* **Task description**: Only the lines below from the one containing "ship.rotate(rng.gen_range(0.0f32..360.0));" to the one containing "assert!((ship.velocity().length() - max).abs()" should be repeated, both included and unchanged.

******************************

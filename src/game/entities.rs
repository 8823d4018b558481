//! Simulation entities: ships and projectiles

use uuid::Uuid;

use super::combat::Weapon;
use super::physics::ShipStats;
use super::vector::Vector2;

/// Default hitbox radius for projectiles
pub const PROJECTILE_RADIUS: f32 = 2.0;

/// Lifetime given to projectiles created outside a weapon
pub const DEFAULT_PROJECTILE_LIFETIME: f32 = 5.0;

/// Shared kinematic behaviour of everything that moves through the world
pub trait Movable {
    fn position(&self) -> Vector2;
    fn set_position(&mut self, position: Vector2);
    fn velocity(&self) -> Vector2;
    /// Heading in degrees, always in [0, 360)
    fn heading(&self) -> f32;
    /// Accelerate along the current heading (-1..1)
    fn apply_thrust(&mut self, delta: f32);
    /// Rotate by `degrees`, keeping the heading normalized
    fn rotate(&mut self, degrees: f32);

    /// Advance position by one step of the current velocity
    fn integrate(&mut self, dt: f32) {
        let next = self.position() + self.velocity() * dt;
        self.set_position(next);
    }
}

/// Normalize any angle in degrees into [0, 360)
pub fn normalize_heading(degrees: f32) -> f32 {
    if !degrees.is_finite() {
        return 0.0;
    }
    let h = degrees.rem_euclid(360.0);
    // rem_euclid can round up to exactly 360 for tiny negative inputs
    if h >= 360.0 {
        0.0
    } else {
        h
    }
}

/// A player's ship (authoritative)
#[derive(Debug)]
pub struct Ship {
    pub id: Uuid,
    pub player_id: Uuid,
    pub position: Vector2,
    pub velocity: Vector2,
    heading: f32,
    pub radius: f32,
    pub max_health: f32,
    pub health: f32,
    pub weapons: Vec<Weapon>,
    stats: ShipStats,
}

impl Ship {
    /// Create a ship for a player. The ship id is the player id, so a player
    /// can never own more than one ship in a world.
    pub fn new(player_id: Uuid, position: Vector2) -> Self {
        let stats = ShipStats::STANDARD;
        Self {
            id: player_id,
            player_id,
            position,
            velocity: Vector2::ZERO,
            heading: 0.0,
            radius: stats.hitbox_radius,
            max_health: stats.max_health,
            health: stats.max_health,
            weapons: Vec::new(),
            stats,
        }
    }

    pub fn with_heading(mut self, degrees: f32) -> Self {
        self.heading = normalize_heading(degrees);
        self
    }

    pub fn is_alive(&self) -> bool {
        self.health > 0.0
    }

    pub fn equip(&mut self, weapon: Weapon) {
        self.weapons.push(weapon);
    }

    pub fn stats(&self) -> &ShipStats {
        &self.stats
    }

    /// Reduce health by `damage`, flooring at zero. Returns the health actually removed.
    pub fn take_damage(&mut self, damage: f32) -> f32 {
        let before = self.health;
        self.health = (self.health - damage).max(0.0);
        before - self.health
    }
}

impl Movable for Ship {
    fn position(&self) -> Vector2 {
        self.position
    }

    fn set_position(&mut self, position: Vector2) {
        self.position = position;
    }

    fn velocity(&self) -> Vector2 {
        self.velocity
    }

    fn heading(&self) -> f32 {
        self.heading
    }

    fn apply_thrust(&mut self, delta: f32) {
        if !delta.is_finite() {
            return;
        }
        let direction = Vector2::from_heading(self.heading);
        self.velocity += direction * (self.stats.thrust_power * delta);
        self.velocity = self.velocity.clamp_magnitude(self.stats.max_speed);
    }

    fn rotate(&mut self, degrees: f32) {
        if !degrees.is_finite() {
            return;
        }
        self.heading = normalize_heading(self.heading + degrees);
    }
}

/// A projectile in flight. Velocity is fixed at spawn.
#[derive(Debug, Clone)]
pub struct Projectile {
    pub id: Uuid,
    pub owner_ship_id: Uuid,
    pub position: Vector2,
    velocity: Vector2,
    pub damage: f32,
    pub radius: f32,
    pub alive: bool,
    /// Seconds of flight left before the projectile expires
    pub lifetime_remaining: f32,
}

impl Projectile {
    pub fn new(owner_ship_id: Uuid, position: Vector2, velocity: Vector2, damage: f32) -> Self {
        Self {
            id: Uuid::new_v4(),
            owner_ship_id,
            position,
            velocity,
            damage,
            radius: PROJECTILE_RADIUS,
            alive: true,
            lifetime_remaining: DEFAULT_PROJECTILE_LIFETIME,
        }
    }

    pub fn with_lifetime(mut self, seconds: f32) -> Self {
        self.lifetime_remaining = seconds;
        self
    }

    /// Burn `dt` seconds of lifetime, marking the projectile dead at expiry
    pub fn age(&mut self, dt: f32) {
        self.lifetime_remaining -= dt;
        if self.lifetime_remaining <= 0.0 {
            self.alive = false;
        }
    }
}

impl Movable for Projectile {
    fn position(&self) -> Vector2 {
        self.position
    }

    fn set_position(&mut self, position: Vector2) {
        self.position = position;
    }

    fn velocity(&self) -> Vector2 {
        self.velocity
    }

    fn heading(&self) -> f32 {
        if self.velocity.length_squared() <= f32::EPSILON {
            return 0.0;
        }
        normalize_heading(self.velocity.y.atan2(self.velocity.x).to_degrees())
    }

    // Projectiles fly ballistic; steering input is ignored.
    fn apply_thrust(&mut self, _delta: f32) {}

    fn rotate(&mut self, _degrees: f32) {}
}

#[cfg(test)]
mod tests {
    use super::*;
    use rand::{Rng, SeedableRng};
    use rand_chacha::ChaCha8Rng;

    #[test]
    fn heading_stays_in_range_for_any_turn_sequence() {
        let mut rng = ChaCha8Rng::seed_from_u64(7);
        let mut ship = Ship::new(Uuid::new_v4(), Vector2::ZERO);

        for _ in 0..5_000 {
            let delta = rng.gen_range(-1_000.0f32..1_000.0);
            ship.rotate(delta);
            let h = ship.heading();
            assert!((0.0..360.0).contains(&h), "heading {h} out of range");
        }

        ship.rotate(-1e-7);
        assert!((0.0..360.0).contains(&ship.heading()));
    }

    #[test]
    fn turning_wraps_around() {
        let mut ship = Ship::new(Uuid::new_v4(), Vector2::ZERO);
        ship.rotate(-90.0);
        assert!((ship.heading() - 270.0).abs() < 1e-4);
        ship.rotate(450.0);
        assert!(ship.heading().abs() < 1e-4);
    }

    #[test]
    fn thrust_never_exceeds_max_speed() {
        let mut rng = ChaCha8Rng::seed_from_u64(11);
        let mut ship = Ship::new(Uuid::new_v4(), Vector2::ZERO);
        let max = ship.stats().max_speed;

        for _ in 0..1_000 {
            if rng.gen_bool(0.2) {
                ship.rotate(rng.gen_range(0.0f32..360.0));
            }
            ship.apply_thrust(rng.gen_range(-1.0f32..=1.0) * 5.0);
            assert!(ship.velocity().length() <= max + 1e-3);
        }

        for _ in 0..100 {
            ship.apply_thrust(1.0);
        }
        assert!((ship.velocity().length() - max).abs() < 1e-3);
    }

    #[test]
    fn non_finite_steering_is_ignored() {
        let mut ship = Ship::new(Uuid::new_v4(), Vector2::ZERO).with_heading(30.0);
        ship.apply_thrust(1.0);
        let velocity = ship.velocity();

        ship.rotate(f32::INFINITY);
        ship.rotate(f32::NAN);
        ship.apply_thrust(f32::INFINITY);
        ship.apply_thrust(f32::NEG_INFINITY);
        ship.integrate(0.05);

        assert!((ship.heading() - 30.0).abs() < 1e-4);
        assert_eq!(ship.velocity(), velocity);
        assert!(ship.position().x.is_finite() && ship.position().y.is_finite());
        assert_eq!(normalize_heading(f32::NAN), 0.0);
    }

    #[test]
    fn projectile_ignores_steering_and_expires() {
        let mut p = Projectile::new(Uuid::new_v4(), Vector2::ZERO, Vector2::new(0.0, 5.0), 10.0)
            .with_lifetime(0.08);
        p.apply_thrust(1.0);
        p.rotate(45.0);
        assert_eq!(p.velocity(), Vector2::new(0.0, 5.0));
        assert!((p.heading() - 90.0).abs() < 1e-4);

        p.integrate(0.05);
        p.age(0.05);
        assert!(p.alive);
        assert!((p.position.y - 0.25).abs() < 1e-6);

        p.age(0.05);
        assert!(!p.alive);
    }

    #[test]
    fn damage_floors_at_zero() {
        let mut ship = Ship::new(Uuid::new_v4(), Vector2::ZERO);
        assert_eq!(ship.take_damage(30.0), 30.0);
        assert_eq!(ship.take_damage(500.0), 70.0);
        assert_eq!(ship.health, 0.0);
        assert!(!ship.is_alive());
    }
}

******************************

* **Output of the exercise**:
                ship.rotate(rng.gen_range(0.0f32..360.0));
            }
            ship.apply_thrust(rng.gen_range(-1.0f32..=1.0) * 5.0);
            assert!(ship.velocity().length() <= max + 1e-3);
        }

        for _ in 0..100 {
            ship.apply_thrust(1.0);
        }
        assert!((ship.velocity().length() - max).abs() < 1e-3);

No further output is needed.